** DATA TO EXAMINE follows **

// SPDX-License-Identifier: Apache-2.0 OR MIT
// Copyright (c) 2025-2026 naskel.com

//! Control messages carried in CTP frames.
//!
//! Content is a JSON object `{"op": ..., "param": {...}}`. Outbound messages
//! are always `PUT`; the device pushes `NOTIFY` messages with sensor values.

use serde::{Deserialize, Serialize};
use serde_json::{Map, Value};

use super::codec::CtpFrame;
use crate::config::StreamConfig;
use crate::error::ProtocolError;

pub const TOPIC_ACCESS: &str = "APP_ACCESS";
pub const TOPIC_OPEN_STREAM: &str = "OPEN_RT_STREAM";
pub const TOPIC_KEEPALIVE: &str = "CTP_KEEP_ALIVE";

const OP_PUT: &str = "PUT";
const OP_NOTIFY: &str = "NOTIFY";

/// Wire envelope of every control message.
#[derive(Debug, Clone, PartialEq, Serialize, Deserialize)]
pub struct Envelope {
    pub op: String,
    #[serde(default)]
    pub param: Map<String, Value>,
}

/// Messages the receiver sends to set up and hold the stream.
#[derive(Debug, Clone, PartialEq, Eq)]
pub enum ControlMessage {
    /// Capability / version announce.
    Access { version: String, client_type: String },
    /// Request to start the live stream.
    OpenStream {
        format: u32,
        width: u32,
        height: u32,
        fps: u32,
        bitrate_kbps: u32,
    },
    /// Empty-parameter heartbeat.
    KeepAlive,
}

impl ControlMessage {
    pub fn access(config: &StreamConfig) -> Self {
        ControlMessage::Access {
            version: config.client_version.clone(),
            client_type: config.client_type.clone(),
        }
    }

    pub fn open_stream(config: &StreamConfig) -> Self {
        ControlMessage::OpenStream {
            format: config.stream_format,
            width: config.width,
            height: config.height,
            fps: config.fps,
            bitrate_kbps: config.bitrate_kbps,
        }
    }

    pub fn topic(&self) -> &'static str {
        match self {
            ControlMessage::Access { .. } => TOPIC_ACCESS,
            ControlMessage::OpenStream { .. } => TOPIC_OPEN_STREAM,
            ControlMessage::KeepAlive => TOPIC_KEEPALIVE,
        }
    }

    /// Build the JSON envelope. The device expects string-valued parameters.
    pub fn envelope(&self) -> Envelope {
        let mut param = Map::new();
        match self {
            ControlMessage::Access {
                version,
                client_type,
            } => {
                param.insert("ver".into(), Value::String(version.clone()));
                param.insert("type".into(), Value::String(client_type.clone()));
            }
            ControlMessage::OpenStream {
                format,
                width,
                height,
                fps,
                bitrate_kbps,
            } => {
                param.insert("format".into(), Value::String(format.to_string()));
                param.insert("h".into(), Value::String(height.to_string()));
                param.insert("w".into(), Value::String(width.to_string()));
                param.insert("fps".into(), Value::String(fps.to_string()));
                param.insert("rate".into(), Value::String(bitrate_kbps.to_string()));
            }
            ControlMessage::KeepAlive => {}
        }
        Envelope {
            op: OP_PUT.to_string(),
            param,
        }
    }

    pub fn to_frame(&self) -> Result<CtpFrame, ProtocolError> {
        let content = serde_json::to_vec(&self.envelope())?;
        Ok(CtpFrame::new(self.topic(), content))
    }
}

/// Flight telemetry pushed by the device.
#[derive(Debug, Clone, Copy, PartialEq)]
pub struct Telemetry {
    pub altitude_cm: f32,
    pub battery_percent: u8,
}

/// An inbound `NOTIFY` message.
#[derive(Debug, Clone, PartialEq)]
pub struct Notification {
    pub topic: String,
    pub param: Map<String, Value>,
}

impl Notification {
    /// Parse a frame; returns `Ok(None)` for anything that is not a `NOTIFY`.
    pub fn from_frame(frame: &CtpFrame) -> Result<Option<Self>, ProtocolError> {
        let envelope: Envelope = serde_json::from_slice(&frame.content)?;
        if envelope.op != OP_NOTIFY {
            return Ok(None);
        }
        Ok(Some(Self {
            topic: frame.topic.clone(),
            param: envelope.param,
        }))
    }

    /// Altitude (`D8` low byte, `D9` high byte, signed millimetres) and
    /// battery (`D10`, percent).
    pub fn telemetry(&self) -> Option<Telemetry> {
        let low = byte_param(self.param.get("D8")?)?;
        let high = byte_param(self.param.get("D9")?)?;
        let battery = byte_param(self.param.get("D10")?)?;
        let altitude_mm = i16::from_le_bytes([low, high]);
        Some(Telemetry {
            altitude_cm: f32::from(altitude_mm) / 10.0,
            battery_percent: battery,
        })
    }
}

fn byte_param(value: &Value) -> Option<u8> {
    let n = match value {
        Value::Number(n) => n.as_u64()?,
        Value::String(s) => s.trim().parse().ok()?,
        _ => return None,
    };
    u8::try_from(n).ok()
}

#[cfg(test)]
mod tests {
    use super::*;

    #[test]
    fn test_open_stream_params() {
        let config = StreamConfig::default();
        let frame = ControlMessage::open_stream(&config).to_frame().unwrap();
        assert_eq!(frame.topic, "OPEN_RT_STREAM");

        let envelope: Envelope = serde_json::from_slice(&frame.content).unwrap();
        assert_eq!(envelope.op, "PUT");
        assert_eq!(envelope.param["w"], "1280");
        assert_eq!(envelope.param["h"], "720");
        assert_eq!(envelope.param["fps"], "25");
        assert_eq!(envelope.param["rate"], "8000");
        assert_eq!(envelope.param["format"], "1");
    }

    #[test]
    fn test_keepalive_has_empty_params() {
        let frame = ControlMessage::KeepAlive.to_frame().unwrap();
        assert_eq!(frame.topic, "CTP_KEEP_ALIVE");
        assert_eq!(frame.content_str(), r#"{"op":"PUT","param":{}}"#);
    }

    #[test]
    fn test_access_announces_version() {
        let frame = ControlMessage::access(&StreamConfig::default())
            .to_frame()
            .unwrap();
        let envelope: Envelope = serde_json::from_slice(&frame.content).unwrap();
        assert_eq!(envelope.param["ver"], "907");
        assert_eq!(envelope.param["type"], "0");
    }

    #[test]
    fn test_notify_telemetry() {
        // 1234 mm = 0x04D2
        let frame = CtpFrame::new(
            "DRONE_STATUS",
            br#"{"op":"NOTIFY","param":{"D8":"210","D9":"4","D10":"87"}}"#.to_vec(),
        );
        let notification = Notification::from_frame(&frame).unwrap().unwrap();
        let telemetry = notification.telemetry().unwrap();
        assert!((telemetry.altitude_cm - 123.4).abs() < 1e-4);
        assert_eq!(telemetry.battery_percent, 87);
    }

    #[test]
    fn test_put_is_not_a_notification() {
        let frame = ControlMessage::KeepAlive.to_frame().unwrap();
        assert_eq!(Notification::from_frame(&frame).unwrap(), None);
    }

    #[test]
    fn test_bad_json_is_protocol_error() {
        let frame = CtpFrame::new("X", b"not json".to_vec());
        assert!(matches!(
            Notification::from_frame(&frame),
            Err(ProtocolError::Json(_))
        ));
    }
}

** End of DATA TO EXAMINE **

• ASSIGNED TASK: All the lines that hold the word "height" must appear in the answer, copied from the records.

• RESULT OF THIS EXERCISE:
        height: u32,
            height: config.height,
                height,
                param.insert("h".into(), Value::String(height.to_string()));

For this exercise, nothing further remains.